Nos sentimos observados. Dos adolescentes con cadenas de oro se ríen al mirarnos. Una mujer de melena negra nos llama, su hijo no deja de gritar “¡ahí vienen los británicos!”. Su voz de megáfono nos asusta y nos guarecemos bajo la sombra de un cartel que cuelga de un solo clavo oxidado. ¿Qué hemos hecho?
Bienvenidos a KM 88, la ciudad sobre la que todo el mundo nos estuvo alertando que sería el comienzo de nuestra “hoguera” en Venezuela. Jamás imaginé que sería tan nefasta. Es como meterse en el set venezolano de “Del crepúsculo al amanecer”, donde todo el pueblo sigue con la mirada al gringo recién llegado, a punto de caer en sus trampas.
Trato de no mirar a nadie a los ojos. Todavía resuenan las palabras que un alemán que vivió en la zona más de 20 años, me dijo, como si fuera lo más normal del mundo: “esta es la parte más peligrosa de Venezuela. Seguro te van a violar.”
Es cierto que Caracas tiene la reputación de ser la ciudad más peligrosa del mundo, y aquí estamos, bajo la mirada vigilante de todos los malhechores de la ciudad.
¿Nuestra primera reacción? ¡Huyamos! Busquemos algún otro lugar donde pasar la noche. La idea de quedarnos aquí es, francamente, escalofriante.
Y casi no veníamos. Todos dicen que las áreas mineras son muy peligrosas, que tenemos que tener mucho cuidado. Aún en Brasil, un país que tiene sus propios problemas de seguridad, la gente nos decía que Venezuela era peligrosa, que los autobuses eran asaltados a punta de pistola en las rutas. ¿Pero cómo puede uno tener cuidado, cuando se anda de a pie? Estamos expuestos. Hasta consideramos atravesar Venezuela en ómnibus y recuperar los kilómetros después. Al fin de cuentas nuestro objetivo es correr para llamar la atención sobre el estado de la naturaleza, no ofrecernos como víctimas innecesarias del crimen.

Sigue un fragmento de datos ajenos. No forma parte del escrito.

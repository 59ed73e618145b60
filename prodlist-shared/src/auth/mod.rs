/// Authentication primitives
///
/// - [`password`]: Argon2id password hashing
/// - [`token`]: opaque API token generation
/// - [`middleware`]: the `X-API-Key` and admin request gates
///
/// Tokens are looked up verbatim on every request. They are stored in the
/// clear because the management endpoints hand them back to administrators.

pub mod middleware;
pub mod password;
pub mod token;
/// Favorite product endpoints
///
/// All routes sit behind the API-key gate and act on the calling user.
///
/// - `POST /common/favorites/:id` - favorite catalog product `id`
/// - `POST /common/favorites/:id/delete` - drop it again
/// - `GET  /common/favorites?page=N` - list favorites, 20 per page
///
/// Products are fetched from the catalog the first time anyone favorites
/// them and served from the database afterwards.

use crate::{
    app::AppState,
    error::{ApiError, ApiResult},
    extract::{ValidPath, ValidatedQuery},
    routes::PageParams,
};
use axum::{extract::State, http::StatusCode, Json};
use prodlist_shared::{
    auth::middleware::AuthContext,
    models::{favorite::FavoriteProduct, is_unique_violation, product::Product},
    pagination::{limit_offset, Page},
};
use rust_decimal::Decimal;
use serde::{Deserialize, Serialize};

/// Favorite-add failures
#[derive(Debug, Clone, Copy, PartialEq, Eq, thiserror::Error)]
pub enum AddFavoriteError {
    #[error("Product not found or could not be fetched from the API.")]
    ProductUnavailable,

    #[error("The product selected is already on user's favorites.")]
    AlreadyFavorited,
}

/// Favorite-remove failures
#[derive(Debug, Clone, Copy, PartialEq, Eq, thiserror::Error)]
pub enum RemoveFavoriteError {
    #[error("This product is not on your favorites.")]
    NotFavorited,
}

impl From<AddFavoriteError> for ApiError {
    fn from(err: AddFavoriteError) -> Self {
        ApiError::bad_request_object(err.to_string())
    }
}

impl From<RemoveFavoriteError> for ApiError {
    fn from(err: RemoveFavoriteError) -> Self {
        ApiError::bad_request_text(err.to_string())
    }
}

/// Product as shown to API clients
///
/// Decimals serialize as strings (`"109.95"`).
#[derive(Debug, Clone, PartialEq, Serialize, Deserialize)]
pub struct ProductOut {
    pub api_id: i32,
    pub title: String,
    pub image: String,
    pub price: Decimal,
    pub rating_rate: Option<Decimal>,
    pub rating_count: Option<i32>,
}

impl From<Product> for ProductOut {
    fn from(product: Product) -> Self {
        Self {
            api_id: product.api_id,
            title: product.title,
            image: product.image,
            price: product.price,
            rating_rate: product.rating_rate,
            rating_count: product.rating_count,
        }
    }
}

/// Adds a catalog product to the caller's favorites
///
/// # Errors
///
/// - `400 {"error": ...}`: catalog fetch failed, or already a favorite
pub async fn add_favorite(
    State(state): State<AppState>,
    auth: AuthContext,
    ValidPath(api_id): ValidPath<i32>,
) -> ApiResult<(StatusCode, Json<ProductOut>)> {
    let product = match Product::find_by_api_id(&state.db, api_id).await? {
        Some(product) => product,
        None => {
            let item = state.catalog.get_product(api_id).await.map_err(|e| {
                tracing::warn!(api_id, error = %e, "Catalog fetch failed");
                AddFavoriteError::ProductUnavailable
            })?;

            let product = Product::create_from_catalog(&state.db, &item).await?;
            tracing::info!(api_id, product_id = product.id, "Stored product from catalog");
            product
        }
    };

    match FavoriteProduct::create(&state.db, auth.user_id(), product.id).await {
        Ok(_) => {}
        Err(e) if is_unique_violation(&e) => return Err(AddFavoriteError::AlreadyFavorited.into()),
        Err(e) => return Err(e.into()),
    }

    tracing::debug!(user_id = auth.user_id(), api_id, "Favorite added");

    Ok((StatusCode::CREATED, Json(product.into())))
}

/// Removes a catalog product from the caller's favorites
///
/// # Errors
///
/// - `400 "..."`: the product is not among the caller's favorites
pub async fn remove_favorite(
    State(state): State<AppState>,
    auth: AuthContext,
    ValidPath(api_id): ValidPath<i32>,
) -> ApiResult<StatusCode> {
    let favorite = FavoriteProduct::find_by_catalog_id(&state.db, auth.user_id(), api_id)
        .await?
        .ok_or(RemoveFavoriteError::NotFavorited)?;

    FavoriteProduct::delete(&state.db, favorite.id).await?;

    tracing::debug!(user_id = auth.user_id(), api_id, "Favorite removed");

    Ok(StatusCode::NO_CONTENT)
}

/// Lists the caller's favorites, oldest product first
pub async fn list_favorites(
    State(state): State<AppState>,
    auth: AuthContext,
    ValidatedQuery(params): ValidatedQuery<PageParams>,
) -> ApiResult<Json<Page<ProductOut>>> {
    let (limit, offset) = limit_offset(params.page);

    let products =
        FavoriteProduct::list_products_for_user(&state.db, auth.user_id(), limit, offset).await?;
    let count = FavoriteProduct::count_for_user(&state.db, auth.user_id()).await?;

    Ok(Json(Page::new(products, count).map(ProductOut::from)))
}
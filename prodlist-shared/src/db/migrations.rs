/// Schema migrations
///
/// The SQL files under the workspace `migrations/` directory are compiled
/// into the crate with `sqlx::migrate!`.

use sqlx::{migrate::MigrateDatabase, postgres::PgPool, Postgres};

/// Applies every migration not yet recorded in `_sqlx_migrations`
///
/// # Errors
///
/// Fails when a migration errors or an applied one was edited afterwards.
pub async fn run_migrations(pool: &PgPool) -> Result<(), sqlx::migrate::MigrateError> {
    sqlx::migrate!("../migrations")
        .run(pool)
        .await
        .inspect_err(|e| tracing::error!(error = %e, "Migration failed"))?;

    tracing::info!("Schema is up to date");
    Ok(())
}

/// Creates the database named in `database_url` when it is missing
///
/// Safe to call from several processes or tasks at once: losing the race to
/// another `CREATE DATABASE` counts as success.
pub async fn ensure_database_exists(database_url: &str) -> Result<(), sqlx::Error> {
    if Postgres::database_exists(database_url).await? {
        return Ok(());
    }

    tracing::info!("Creating database");
    match Postgres::create_database(database_url).await {
        Ok(()) => Ok(()),
        Err(e) if Postgres::database_exists(database_url).await? => {
            tracing::debug!(error = %e, "Database created concurrently");
            Ok(())
        }
        Err(e) => Err(e),
    }
}
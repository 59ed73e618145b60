/// Favorite link model
///
/// A favorite is a unique (user, product) pair. Both foreign keys cascade,
/// so deleting a user removes its links while the products stay.
///
/// # Schema
///
/// ```sql
/// CREATE TABLE favorite_products (
///     id BIGSERIAL PRIMARY KEY,
///     user_id BIGINT NOT NULL REFERENCES users(id) ON DELETE CASCADE,
///     product_id BIGINT NOT NULL REFERENCES products(id) ON DELETE CASCADE,
///     created_at TIMESTAMPTZ NOT NULL DEFAULT NOW(),
///     updated_at TIMESTAMPTZ NOT NULL DEFAULT NOW(),
///     active BOOLEAN NOT NULL DEFAULT TRUE,
///     UNIQUE (user_id, product_id)
/// );
/// ```

use chrono::{DateTime, Utc};
use serde::{Deserialize, Serialize};
use sqlx::PgPool;

use super::product::Product;

/// Favorite link row
#[derive(Debug, Clone, Serialize, Deserialize, sqlx::FromRow)]
pub struct FavoriteProduct {
    /// Primary key
    pub id: i64,

    /// Owner of the favorite
    pub user_id: i64,

    /// Local product id (not the catalog id)
    pub product_id: i64,

    /// When the product was favorited
    pub created_at: DateTime<Utc>,

    /// Last modification time
    pub updated_at: DateTime<Utc>,

    /// Soft-active flag
    pub active: bool,
}

impl FavoriteProduct {
    /// Links a product to a user
    ///
    /// # Errors
    ///
    /// Fails with a unique violation if the pair already exists.
    pub async fn create(pool: &PgPool, user_id: i64, product_id: i64) -> Result<Self, sqlx::Error> {
        sqlx::query_as::<_, FavoriteProduct>(
            r#"
            INSERT INTO favorite_products (user_id, product_id)
            VALUES ($1, $2)
            RETURNING id, user_id, product_id, created_at, updated_at, active
            "#,
        )
        .bind(user_id)
        .bind(product_id)
        .fetch_one(pool)
        .await
    }

    /// Finds a user's link to the product with the given catalog id
    pub async fn find_by_catalog_id(
        pool: &PgPool,
        user_id: i64,
        api_id: i32,
    ) -> Result<Option<Self>, sqlx::Error> {
        sqlx::query_as::<_, FavoriteProduct>(
            r#"
            SELECT f.id, f.user_id, f.product_id, f.created_at, f.updated_at, f.active
            FROM favorite_products f
            JOIN products p ON p.id = f.product_id
            WHERE f.user_id = $1 AND p.api_id = $2
            "#,
        )
        .bind(user_id)
        .bind(api_id)
        .fetch_optional(pool)
        .await
    }

    /// Deletes a link by id
    pub async fn delete(pool: &PgPool, id: i64) -> Result<bool, sqlx::Error> {
        let result = sqlx::query("DELETE FROM favorite_products WHERE id = $1")
            .bind(id)
            .execute(pool)
            .await?;

        Ok(result.rows_affected() > 0)
    }

    /// Lists the products a user has favorited
    ///
    /// Ordered by the product's creation time, ties broken by product id.
    pub async fn list_products_for_user(
        pool: &PgPool,
        user_id: i64,
        limit: i64,
        offset: i64,
    ) -> Result<Vec<Product>, sqlx::Error> {
        sqlx::query_as::<_, Product>(
            r#"
            SELECT p.id, p.api_id, p.title, p.price, p.description, p.category, p.image,
                   p.rating_rate, p.rating_count, p.created_at, p.updated_at, p.active
            FROM products p
            JOIN favorite_products f ON f.product_id = p.id
            WHERE f.user_id = $1
            ORDER BY p.created_at ASC, p.id ASC
            LIMIT $2 OFFSET $3
            "#,
        )
        .bind(user_id)
        .bind(limit)
        .bind(offset)
        .fetch_all(pool)
        .await
    }

    /// Counts a user's favorites
    pub async fn count_for_user(pool: &PgPool, user_id: i64) -> Result<i64, sqlx::Error> {
        let (count,): (i64,) =
            sqlx::query_as("SELECT COUNT(*) FROM favorite_products WHERE user_id = $1")
                .bind(user_id)
                .fetch_one(pool)
                .await?;

        Ok(count)
    }

    /// Counts links pointing at a product
    pub async fn count_for_product(pool: &PgPool, product_id: i64) -> Result<i64, sqlx::Error> {
        let (count,): (i64,) =
            sqlx::query_as("SELECT COUNT(*) FROM favorite_products WHERE product_id = $1")
                .bind(product_id)
                .fetch_one(pool)
                .await?;

        Ok(count)
    }
}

Pero estamos aquí, y tenemos pocas opciones. Acabamos de correr una maratón y hace un calor insoportable, el sol nos está, literalmente, calcinando, y estamos exhaustos. El próximo lugar seguro está a otra maratón de distancia, con una familia de indios que esperamos que nos reciban.
Pasan unas camionetas Chevrolets destartaladas, vemos tipos tirados abrazando sus botellas de cerveza. Necesitamos tomar una decisión. David cruza la calle corriendo, investiga un hotel y vuelve enseguida “vamos, rápido” me dice. Así que cruzamos juntos y desaparecemos con el carrito, de la vista de todos.
Comemos un guiso de pollo en lo de las “Tres hermanas”. Son unas negras enormes, colombianas. Se ríen entre ellas, una lanza una carcajada nerviosa mientras juega con su nietito. Una 4×4 frena bruscamente y una mujer cubierta de tatuajes se baja de un salto. Pregunta por un paquete, una de las hermanas –la nerviosa– se va y al rato vuelve con una cartera de cuero del tamaño de una hoja de carta. Luego se acerca a nosotros y nos dice “que Dios los bendiga”… esperamos que sí, mientras comemos el guiso.
Esa noche escuchamos disparos. La familia de indios de las Guayanas con la que pasaremos la próxima noche, nos contó que la ciudad está dominada por “El sindicato”, los disparos son moneda corriente. Hay que respetar las reglas y pagar por la seguridad.
Son las 4:30 de la mañana, bajo un cielo negro neblinoso, iluminado intermitentemente por carteles de neón, huimos. Dave quiere filmar. Un tipo nos mira, los perros ladran, un grupo de hombres nos ve pasar. Yo no aguanto el miedo, guardamos la cámara y corremos.
Por delante nos espera El Dorado, en el Km 0. El centro de las minas de oro que alimenta estas ciudades terroríficas. Tres maratones más y salimos de este lugar de espanto. Nunca antes había sentido tanto miedo.